Ohio State University announced in April that it was investigating accusations against Dr. Richard Strauss, who treated athletes and students as a team doctor in the athletics program and a physician at the student health services center between 1978 and 1996.
In the wake of the Larry Nassar trial, accusations arose against Ohio Congressman Jim Jordan (R). Jordan was an assistant wrestling coach at the university from 1986 to 1994. Former OSU wrestlers have accused him of failing to stop Dr. Strauss from molesting players.

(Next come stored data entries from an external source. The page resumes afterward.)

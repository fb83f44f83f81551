//! Software SDR simulator
//!
//! A pure-software stand-in for a two-channel transmitter, used by the test
//! suite and by `--simulate` runs. It models the one hardware behavior the
//! tune plan depends on: the RF synthesizer only settles on a frequency grid,
//! so an auto tune usually misses the target and the DUC makes up the rest.
//!
//! Written samples are recorded (up to a bound) so tests can assert on the
//! exact waveform the job streamed.

use tracing::debug;
use twotone_core::tune::{TunePolicy, TuneRequest, TuneResult};
use twotone_core::types::IQSample;

use crate::device::{ClockSource, SdrError, SdrResult, TxDevice, TxStream};

/// Synthesizer step the simulator quantizes RF tunes to.
pub const DEFAULT_LO_STEP_HZ: f64 = 25_000.0;

/// Gain range modeled after a typical USRP TX chain.
const GAIN_RANGE_DB: (f64, f64) = (0.0, 76.0);

/// Samples retained per channel for test inspection.
const CAPTURE_LIMIT: usize = 65_536;

#[derive(Debug, Clone)]
struct SimChannel {
    sample_rate: f64,
    rf_hz: f64,
    duc_hz: f64,
    gain_db: f64,
    tuned: bool,
}

impl Default for SimChannel {
    fn default() -> Self {
        Self {
            sample_rate: 1_000_000.0,
            rf_hz: 915_000_000.0,
            duc_hz: 0.0,
            gain_db: 0.0,
            tuned: false,
        }
    }
}

/// Simulated two-channel transmit device.
pub struct SimDevice {
    name: String,
    lo_step_hz: f64,
    clock_source: ClockSource,
    external_ref_present: bool,
    channels: Vec<SimChannel>,
    captured: Vec<Vec<IQSample>>,
    buffers_written: u64,
    samples_written: u64,
    end_burst_seen: bool,
}

impl SimDevice {
    /// Stream MTU in samples per channel.
    pub const MTU: usize = 2048;

    /// Create a two-channel simulator with the default synthesizer step.
    pub fn new() -> Self {
        Self::with_lo_step(DEFAULT_LO_STEP_HZ)
    }

    /// Create a simulator whose RF synthesizer quantizes to `lo_step_hz`.
    pub fn with_lo_step(lo_step_hz: f64) -> Self {
        let num_channels = 2;
        Self {
            name: "Two-tone simulator".to_string(),
            lo_step_hz,
            clock_source: ClockSource::Internal,
            external_ref_present: true,
            channels: vec![SimChannel::default(); num_channels],
            captured: vec![Vec::new(); num_channels],
            buffers_written: 0,
            samples_written: 0,
            end_burst_seen: false,
        }
    }

    /// Pretend the 10 MHz bench reference is (dis)connected.
    pub fn set_external_ref_present(&mut self, present: bool) {
        self.external_ref_present = present;
    }

    fn channel(&self, channel: usize) -> SdrResult<&SimChannel> {
        self.channels
            .get(channel)
            .ok_or_else(|| SdrError::ConfigError(format!("No such TX channel: {}", channel)))
    }

    fn channel_mut(&mut self, channel: usize) -> SdrResult<&mut SimChannel> {
        self.channels
            .get_mut(channel)
            .ok_or_else(|| SdrError::ConfigError(format!("No such TX channel: {}", channel)))
    }

    // Test inspection -------------------------------------------------------

    /// Samples captured on a channel (bounded by an internal limit).
    pub fn captured(&self, channel: usize) -> &[IQSample] {
        &self.captured[channel]
    }

    /// RF synthesizer frequency of a channel.
    pub fn rf_hz(&self, channel: usize) -> f64 {
        self.channels[channel].rf_hz
    }

    /// DUC offset of a channel.
    pub fn duc_hz(&self, channel: usize) -> f64 {
        self.channels[channel].duc_hz
    }

    /// Gain of a channel.
    pub fn gain_db(&self, channel: usize) -> f64 {
        self.channels[channel].gain_db
    }

    /// Currently selected clock source.
    pub fn clock_source(&self) -> ClockSource {
        self.clock_source
    }

    /// Total buffers written across all stream activations.
    pub fn buffers_written(&self) -> u64 {
        self.buffers_written
    }

    /// Total samples written per channel.
    pub fn samples_written(&self) -> u64 {
        self.samples_written
    }

    /// Whether an end-of-burst write was observed.
    pub fn end_burst_seen(&self) -> bool {
        self.end_burst_seen
    }
}

impl Default for SimDevice {
    fn default() -> Self {
        Self::new()
    }
}

impl TxDevice for SimDevice {
    fn name(&self) -> &str {
        &self.name
    }

    fn num_tx_channels(&self) -> SdrResult<usize> {
        Ok(self.channels.len())
    }

    fn set_clock_source(&mut self, source: ClockSource) -> SdrResult<()> {
        debug!("simulator: clock source -> {}", source);
        self.clock_source = source;
        Ok(())
    }

    fn set_sample_rate(&mut self, channel: usize, rate: f64) -> SdrResult<f64> {
        if !(rate > 0.0) {
            return Err(SdrError::ConfigError(format!(
                "Sample rate must be positive, got {}",
                rate
            )));
        }
        self.channel_mut(channel)?.sample_rate = rate;
        Ok(rate)
    }

    fn tune(&mut self, channel: usize, request: &TuneRequest) -> SdrResult<TuneResult> {
        let step = self.lo_step_hz;
        let target = request.target_hz;
        let chan = self.channel_mut(channel)?;

        match request.rf {
            // Auto aims the synthesizer at the overall target
            TunePolicy::Auto => chan.rf_hz = (target / step).round() * step,
            TunePolicy::Manual(rf) => chan.rf_hz = (rf / step).round() * step,
            TunePolicy::None => {}
        }
        match request.duc {
            // The DUC has fine resolution; auto compensates the LO error
            TunePolicy::Auto => chan.duc_hz = target - chan.rf_hz,
            TunePolicy::Manual(duc) => chan.duc_hz = duc,
            TunePolicy::None => {}
        }
        chan.tuned = true;

        debug!(
            "simulator: tuned channel {} rf={} Hz duc={} Hz",
            channel, chan.rf_hz, chan.duc_hz
        );
        Ok(TuneResult {
            actual_rf_hz: chan.rf_hz,
            actual_duc_hz: chan.duc_hz,
        })
    }

    fn tx_frequency(&self, channel: usize) -> SdrResult<f64> {
        let chan = self.channel(channel)?;
        Ok(chan.rf_hz + chan.duc_hz)
    }

    fn set_tx_gain(&mut self, channel: usize, gain_db: f64) -> SdrResult<f64> {
        let clamped = gain_db.clamp(GAIN_RANGE_DB.0, GAIN_RANGE_DB.1);
        self.channel_mut(channel)?.gain_db = clamped;
        Ok(clamped)
    }

    fn lo_locked(&self, channel: usize) -> SdrResult<Option<bool>> {
        Ok(Some(self.channel(channel)?.tuned))
    }

    fn ref_locked(&self) -> SdrResult<Option<bool>> {
        match self.clock_source {
            ClockSource::External => Ok(Some(self.external_ref_present)),
            _ => Ok(Some(true)),
        }
    }

    fn tx_stream<'a>(&'a mut self, channels: &[usize]) -> SdrResult<Box<dyn TxStream + 'a>> {
        for &ch in channels {
            self.channel(ch)?;
        }
        Ok(Box::new(SimTxStream {
            channels: channels.to_vec(),
            active: false,
            dev: self,
        }))
    }
}

/// Transmit stream over a [`SimDevice`].
struct SimTxStream<'a> {
    dev: &'a mut SimDevice,
    channels: Vec<usize>,
    active: bool,
}

impl TxStream for SimTxStream<'_> {
    fn mtu(&self) -> SdrResult<usize> {
        Ok(SimDevice::MTU)
    }

    fn activate(&mut self) -> SdrResult<()> {
        self.active = true;
        Ok(())
    }

    fn write(&mut self, buffers: &[&[IQSample]], end_burst: bool) -> SdrResult<usize> {
        if !self.active {
            return Err(SdrError::NotStarted);
        }
        if buffers.len() != self.channels.len() {
            return Err(SdrError::StreamError(format!(
                "Expected {} channel buffers, got {}",
                self.channels.len(),
                buffers.len()
            )));
        }
        let len = buffers.first().map_or(0, |b| b.len());
        if buffers.iter().any(|b| b.len() != len) {
            return Err(SdrError::StreamError(
                "Channel buffers must have equal length".to_string(),
            ));
        }

        for (&ch, buf) in self.channels.iter().zip(buffers) {
            let captured = &mut self.dev.captured[ch];
            let room = CAPTURE_LIMIT.saturating_sub(captured.len());
            captured.extend_from_slice(&buf[..buf.len().min(room)]);
        }

        if len > 0 {
            self.dev.buffers_written += 1;
            self.dev.samples_written += len as u64;
        }
        if end_burst {
            self.dev.end_burst_seen = true;
        }
        Ok(len)
    }

    fn deactivate(&mut self) -> SdrResult<()> {
        self.active = false;
        Ok(())
    }
}

#[cfg(test)]
mod tests {
    use super::*;
    use twotone_core::tune::TwoTonePlan;

    #[test]
    fn test_auto_tune_quantizes_rf_and_compensates() {
        let mut dev = SimDevice::with_lo_step(25_000.0);
        // 915.055 MHz is off the 25 kHz grid by 5 kHz
        let plan = TwoTonePlan::new(915.03e6, 50.0e3).unwrap();
        let res = dev.tune(0, &plan.lo_request()).unwrap();

        assert_eq!(res.actual_rf_hz % 25_000.0, 0.0);
        assert_eq!(res.overall_hz(), plan.lo_target_hz());
        assert_ne!(res.actual_duc_hz, 0.0);
    }

    #[test]
    fn test_manual_tune_applies_requested_duc() {
        let mut dev = SimDevice::new();
        let plan = TwoTonePlan::new(915.0e6, 50.0e3).unwrap();

        let probe = dev.tune(0, &plan.lo_request()).unwrap();
        for ch in 0..2 {
            let req = plan.channel_request(ch, probe.actual_rf_hz).unwrap();
            let res = dev.tune(ch, &req).unwrap();
            assert_eq!(res.actual_rf_hz, probe.actual_rf_hz);
            assert_eq!(res.overall_hz(), plan.tone_hz(ch).unwrap());
            assert_eq!(dev.tx_frequency(ch).unwrap(), plan.tone_hz(ch).unwrap());
        }
    }

    #[test]
    fn test_ref_lock_follows_bench_setup() {
        let mut dev = SimDevice::new();
        dev.set_clock_source(ClockSource::External).unwrap();
        assert_eq!(dev.ref_locked().unwrap(), Some(true));

        dev.set_external_ref_present(false);
        assert_eq!(dev.ref_locked().unwrap(), Some(false));

        // Internal clock always reports locked
        dev.set_clock_source(ClockSource::Internal).unwrap();
        assert_eq!(dev.ref_locked().unwrap(), Some(true));
    }

    #[test]
    fn test_lo_lock_requires_a_tune() {
        let mut dev = SimDevice::new();
        assert_eq!(dev.lo_locked(0).unwrap(), Some(false));
        let plan = TwoTonePlan::new(915.0e6, 50.0e3).unwrap();
        dev.tune(0, &plan.lo_request()).unwrap();
        assert_eq!(dev.lo_locked(0).unwrap(), Some(true));
    }

    #[test]
    fn test_stream_requires_activation() {
        let mut dev = SimDevice::new();
        let buf = vec![IQSample::new(0.3, 0.3); 16];
        let mut stream = dev.tx_stream(&[0, 1]).unwrap();
        let err = stream.write(&[&buf, &buf], false).unwrap_err();
        assert!(matches!(err, SdrError::NotStarted));
    }

    #[test]
    fn test_stream_rejects_mismatched_buffers() {
        let mut dev = SimDevice::new();
        let a = vec![IQSample::new(0.3, 0.3); 16];
        let b = vec![IQSample::new(0.3, 0.3); 8];
        let mut stream = dev.tx_stream(&[0, 1]).unwrap();
        stream.activate().unwrap();
        assert!(stream.write(&[&a], false).is_err());
        assert!(stream.write(&[&a, &b], false).is_err());
    }

    #[test]
    fn test_stream_captures_samples_per_channel() {
        let mut dev = SimDevice::new();
        let buf = vec![IQSample::new(0.25, 0.25); 32];
        {
            let mut stream = dev.tx_stream(&[0, 1]).unwrap();
            stream.activate().unwrap();
            stream.write(&[&buf, &buf], false).unwrap();
            stream.write(&[&[], &[]], true).unwrap();
            stream.deactivate().unwrap();
        }
        assert_eq!(dev.captured(0), &buf[..]);
        assert_eq!(dev.captured(1), &buf[..]);
        assert_eq!(dev.buffers_written(), 1);
        assert_eq!(dev.samples_written(), 32);
        assert!(dev.end_burst_seen());
    }

    #[test]
    fn test_unknown_channel_is_rejected() {
        let mut dev = SimDevice::new();
        assert!(dev.set_tx_gain(5, 30.0).is_err());
        assert!(dev.tx_stream(&[0, 5]).is_err());
    }
}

Three former wrestlers told NBC News that it was common knowledge that Strauss showered regularly with the students and inappropriately touched them during appointments and said it would have been impossible for Jordan to be unaware. One wrestler said he told Jordan directly about the abuse, and also reached out to Jordan this year, before going public with his allegations. The ex-player claims Jordan told him to “please leave me out of it.” Yet, Jordan has repeatedly denied any awareness of the abuse prior to this past spring. Jordan said he would have reported abuse had he known about it.
Allegations of sexual abuse and attempted cover-ups in student sports are nothing new; the two most well-known sexual abuse cases in college sports — Jerry Sandusky at Penn State and Larry Nassar at Michigan State. Yet, one of Strauss’ victims alleges that Strauss may have abused estimated 1,500 to 2,000 athletes, five times as many victims as Sandusky and Nassar, combined.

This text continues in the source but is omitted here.